NASA celebrated by playing the “Star Trek” theme at a news conference in Washington.
Voyager 1 actually made its exit more than a year ago, scientists said. But since there’s no “Welcome to Interstellar Space” sign out there, NASA waited for more evidence before concluding that the probe had in fact broken out of the hot plasma bubble surrounding the planets.
Voyager 1, which is about the size of a small car, is drifting in a part of the universe littered with the remnants of ancient star explosions.
It will study exotic particles and other phenomena and will radio the data back to Earth, where the Voyager team awaits the starship’s discoveries. It takes about 17 hours for its signal to reach Earth.
While Voyager 1 may have left the solar system as most people understand it, it still has hundreds, perhaps thousands, of years to go before bidding adieu to the last icy bodies that make up our neighborhood.
At the rate it is going, it would take 40,000 years to reach the nearest star, Alpha Centauri.
Voyager 1’s odyssey began in 1977 when the spacecraft and its twin, Voyager 2, were launched on a tour of the gas giant planets of the solar system.
After beaming back dazzling postcard views of Jupiter’s giant red spot and Saturn’s shimmering rings, Voyager 2 hopscotched to Uranus and Neptune. Meanwhile, Voyager 1 used Saturn as a gravitational slingshot to power itself past Pluto.
Last year, scientists monitoring Voyager 1 noticed strange happenings that suggested the spacecraft had broken through: Charged particles streaming from the sun suddenly vanished. Also, there was a spike in galactic cosmic rays bursting in from the outside.
Since there was no detectable change in the direction of the magnetic field lines, the team assumed the far-flung craft was still in the heliosphere, or the vast bubble of charged particles around the sun.
The Voyager team patiently waited for a change in magnetic field direction — thought to be the telltale sign of a cosmic border crossing.
But in the meantime, a chance solar eruption that shook Voyager I last spring provided the scientists with the data they needed, convincing them the boundary had been crossed in August of last year.
With the new data, “it took us 10 seconds to realize we were in interstellar space,” said Don Gurnett, a Voyager scientist at the University of Iowa who led the new research, published online in the journal Science.
Not everyone is on board.
The new observations are fascinating, but “it’s premature to judge,” said Lennard Fisk, a space science professor at the University of Michigan and former NASA associate administrator who was not part of the team. “Can we wait a little while longer? Maybe this picture will clear up the farther we go.”
Fisk was bothered by the absence of a change in magnetic field direction.

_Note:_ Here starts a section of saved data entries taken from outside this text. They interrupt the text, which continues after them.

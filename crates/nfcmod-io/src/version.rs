//! Format version constants.

/// Configuration schema version (`schemas/nfc-config.v1.schema.json`).
///
/// Bump this if the schema constraints change.
pub const CONFIG_SCHEMA_V: u8 = 1;

/// Pass telemetry format version (the `v` field of `PassTelemetry`).
pub const TELEMETRY_V: u8 = nfcmod_merge::telemetry::TELEMETRY_V;
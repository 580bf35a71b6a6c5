use serde_json::{Map, Value};

use nfcmod_core::element::{ATTRS_KEY, element};
use nfcmod_vocab::{android, android_attr, namespaced};

use crate::entry::FilterEntry;
use crate::schema::IntentFilter;

/// Render one filter as an `<intent-filter>` element stamped with the sentinel marker.
///
/// Layout:
/// - attributes: `android:autoVerify="true"` (only when set), `data-generated="true"`
/// - one `action` child, `android:name` namespaced by the filter's namespace
/// - one `data` child per data entry, attribute names prefixed `android:`
/// - one `category` child per category, namespaced `android.intent.category.`
///
/// Empty `data` / `category` lists are omitted rather than written as `[]`.
pub fn render_filter(filter: &IntentFilter) -> FilterEntry {
    let mut attrs = Map::new();
    if filter.auto_verify {
        attrs.insert(
            android::AUTO_VERIFY_ATTR.to_string(),
            Value::String("true".to_string()),
        );
    }
    attrs.insert(
        android::GENERATED_ATTR.to_string(),
        Value::String(android::GENERATED_VALUE.to_string()),
    );

    let mut node = Map::new();
    node.insert(ATTRS_KEY.to_string(), Value::Object(attrs));

    let action = namespaced(filter.namespace.prefix(), &filter.action);
    node.insert(
        android::ACTION.to_string(),
        Value::Array(vec![element([(android::NAME_ATTR, action)])]),
    );

    if !filter.data.is_empty() {
        let data = filter
            .data
            .iter()
            .map(|d| element(d.attrs.iter().map(|(k, v)| (android_attr(k), v.clone()))))
            .collect();
        node.insert(android::DATA.to_string(), Value::Array(data));
    }

    if !filter.categories.is_empty() {
        let categories = filter
            .categories
            .iter()
            .map(|c| {
                element([(
                    android::NAME_ATTR,
                    namespaced(android::INTENT_CATEGORY_PREFIX, c),
                )])
            })
            .collect();
        node.insert(android::CATEGORY.to_string(), Value::Array(categories));
    }

    FilterEntry::Generated(Value::Object(node))
}

/// Render a batch of filters, preserving input order.
pub fn render_filters(filters: &[IntentFilter]) -> Vec<FilterEntry> {
    filters.iter().map(render_filter).collect()
}
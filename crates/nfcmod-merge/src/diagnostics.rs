use serde::{Deserialize, Serialize};

/// Stable, machine-readable codes for configuration findings.
///
/// `message` stays human-oriented; tooling should match on `code`.
#[derive(Debug, Clone, Copy, PartialEq, Eq, Serialize, Deserialize)]
#[serde(rename_all = "snake_case")]
pub enum DiagnosticCode {
    /// The configuration root is not a JSON object.
    ConfigNotObject,
    /// A list-valued option was given a non-list value.
    ExpectedList,
    /// A list entry had the wrong type and was dropped.
    ListEntryIgnored,
    /// A boolean option was given a non-boolean value.
    ExpectedBool,
    /// `nfcPermission` was neither a string nor `false`.
    InvalidPermissionSetting,
    /// An intent filter entry did not match the expected shape.
    InvalidIntentFilter,
}

impl DiagnosticCode {
    pub fn as_str(self) -> &'static str {
        match self {
            DiagnosticCode::ConfigNotObject => "config_not_object",
            DiagnosticCode::ExpectedList => "expected_list",
            DiagnosticCode::ListEntryIgnored => "list_entry_ignored",
            DiagnosticCode::ExpectedBool => "expected_bool",
            DiagnosticCode::InvalidPermissionSetting => "invalid_permission_setting",
            DiagnosticCode::InvalidIntentFilter => "invalid_intent_filter",
        }
    }
}

/// A single finding.
#[derive(Debug, Clone, PartialEq, Eq, Serialize, Deserialize)]
pub struct Diagnostic {
    pub code: DiagnosticCode,
    /// JSON-ish path such as `selectIdentifiers`, `intentFilters[2].category`.
    #[serde(skip_serializing_if = "Option::is_none")]
    pub path: Option<String>,
    pub message: String,
}

impl Diagnostic {
    pub fn new(code: DiagnosticCode, path: impl Into<String>, message: impl Into<String>) -> Self {
        Self {
            code,
            path: Some(path.into()),
            message: message.into(),
        }
    }
}

/// Ordered collection of findings, serialized as `{ "diagnostics": [...] }`.
#[derive(Debug, Clone, Default, PartialEq, Eq, Serialize, Deserialize)]
pub struct Diagnostics {
    pub diagnostics: Vec<Diagnostic>,
}

impl Diagnostics {
    pub fn push(&mut self, diag: Diagnostic) {
        self.diagnostics.push(diag);
    }

    pub fn is_empty(&self) -> bool {
        self.diagnostics.is_empty()
    }

    pub fn len(&self) -> usize {
        self.diagnostics.len()
    }

    pub fn iter(&self) -> impl Iterator<Item = &Diagnostic> {
        self.diagnostics.iter()
    }

    pub fn has_code(&self, code: DiagnosticCode) -> bool {
        self.diagnostics.iter().any(|d| d.code == code)
    }

    /// First diagnostic's message, prefixed with its path when known.
    pub fn summary(&self) -> String {
        match self.diagnostics.first() {
            Some(Diagnostic { path: Some(p), message, .. }) => format!("{p}: {message}"),
            Some(d) => d.message.clone(),
            None => "configuration is invalid".to_string(),
        }
    }
}

impl std::fmt::Display for Diagnostics {
    fn fmt(&self, f: &mut std::fmt::Formatter<'_>) -> std::fmt::Result {
        write!(f, "{}", self.summary())
    }
}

Voyager 2 trails behind at 9 1/2 billion miles from the sun. It may take another three years before Voyager 2 joins its twin on the other side. Eventually, the Voyagers will run out of nuclear fuel and will have to power down their instruments, perhaps by 2025.
Until then, Voyager 1 is “the little spacecraft that could,” said mission project manager Suzanne Dodd of the NASA Jet Propulsion Laboratory. “We keep on going.”